MIAMI – Dale Sveum pushed some buttons, trying to jolt a team that looked a little too comfortable.
One week after the manager called out his players – letting the media run with the idea that franchise first baseman Anthony Rizzo and All-Star shortstop Starlin Castro could be benched or even shipped to Triple-A Iowa – the Cubs have looked sharper.
Even with Sunday’s 6-4 loss to the Miami Marlins, the Cubs left Little Havana with the sense that they had weathered a three-city, 10-game road trip. They bounced back from an ugly sweep in Milwaukee and heard the “Nobody’s exempt” declaration in Cincinnati.
Sveum would settle for a 4-6 trip, even if the second-year manager wasn’t sure whether or not there was a cause-and-effect or if his words had impact.

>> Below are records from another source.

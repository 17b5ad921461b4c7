//! Report command - category and monthly totals

use anyhow::Result;
use colored::Colorize;
use comfy_table::{Cell, CellAlignment};

use finboard_core::services::report::CategoryTotal;
use finboard_core::services::Route;
use finboard_core::OperationResult;

use super::{get_context, get_logger, open_page};
use crate::output;

fn print_categories(title: &str, totals: &[CategoryTotal]) {
    println!("{}", title.bold());
    if totals.is_empty() {
        println!("  {}", "Nothing recorded".dimmed());
        return;
    }
    let mut table = output::create_table();
    table.set_header(vec!["Category", "Transactions", "Total"]);
    for total in totals {
        table.add_row(vec![
            Cell::new(&total.category),
            Cell::new(total.count).set_alignment(CellAlignment::Right),
            output::amount_cell(total.direction, total.total),
        ]);
    }
    println!("{}", table);
}

pub async fn run(json: bool) -> Result<()> {
    let logger = get_logger();
    let ctx = get_context().await?;
    open_page(&ctx, Route::Reports, &logger).await?;

    let report = ctx.report_service.build().await?;

    if json {
        println!("{}", serde_json::to_string_pretty(&OperationResult::ok(&report))?);
        return Ok(());
    }

    print_categories("Income by Category", &report.income_by_category);
    println!();
    print_categories("Expenses by Category", &report.expense_by_category);
    println!();

    println!("{}", "Monthly".bold());
    let mut table = output::create_table();
    table.set_header(vec!["Month", "Income", "Expenses", "Net"]);
    for month in &report.monthly {
        table.add_row(vec![
            Cell::new(&month.month),
            Cell::new(output::format_amount(month.income)).set_alignment(CellAlignment::Right),
            Cell::new(output::format_amount(month.expense)).set_alignment(CellAlignment::Right),
            Cell::new(output::format_amount(month.net)).set_alignment(CellAlignment::Right),
        ]);
    }
    println!("{}", table);
    Ok(())
}
//! Schema and seed catalog of the offline store, embedded with include_str!

/// Applied in order by `MigrationService`; append new files, never edit old ones
pub const MIGRATIONS: &[(&str, &str)] = &[
    ("000_migrations.sql", include_str!("000_migrations.sql")),
    ("001_initial_schema.sql", include_str!("001_initial_schema.sql")),
    ("002_default_catalog.sql", include_str!("002_default_catalog.sql")),
];
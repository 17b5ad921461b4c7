//! Session backend port - where identities and tokens come from

use async_trait::async_trait;

use crate::domain::result::Result;
use crate::domain::Session;

/// Issues, restores and revokes sessions.
///
/// There are two implementations: one delegating to the remote auth service
/// and one accepting a single fixed credential for local (offline) use. The
/// backend is chosen once when the context is built.
#[async_trait]
pub trait SessionBackend: Send + Sync {
    /// Backend name (e.g., "remote", "local")
    fn name(&self) -> &str;

    /// Restore the persisted session, if any.
    ///
    /// Returns `Ok(None)` when nothing is persisted or the persisted session
    /// can no longer be used.
    async fn restore(&self) -> Result<Option<Session>>;

    /// Exchange credentials for a session.
    ///
    /// Rejected credentials fail with `Error::Authentication` and leave any
    /// persisted state untouched.
    async fn sign_in(&self, email: &str, password: &str) -> Result<Session>;

    /// Register a new identity.
    ///
    /// `Ok(None)` means the account was created but no session was issued
    /// (for example, email confirmation is pending).
    async fn sign_up(&self, email: &str, password: &str) -> Result<Option<Session>>;

    /// Revoke the current session and forget any persisted copy
    async fn sign_out(&self) -> Result<()>;
}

“I don’t know,” Sveum said. “Whenever you do anything like that, it either goes one way or the other. You never really know in baseball. Obviously, we’ve played better. We’ve made many more plays. The starting pitching’s been the same. The bullpen’s been much, much better. We had some more timely hitting.
“The overall game now is obviously much better.”
The Cubs (9-15) don’t have a difference-maker like Giancarlo Stanton, and the Miami star heated up with the roof closed at Marlins Park, crushing two homers and driving in the game-tying run with a line-drive single in the sixth inning. Moments later, Donovan Solano hit a bullet off Carlos Villanueva and past Castro to make it a 4-3 game.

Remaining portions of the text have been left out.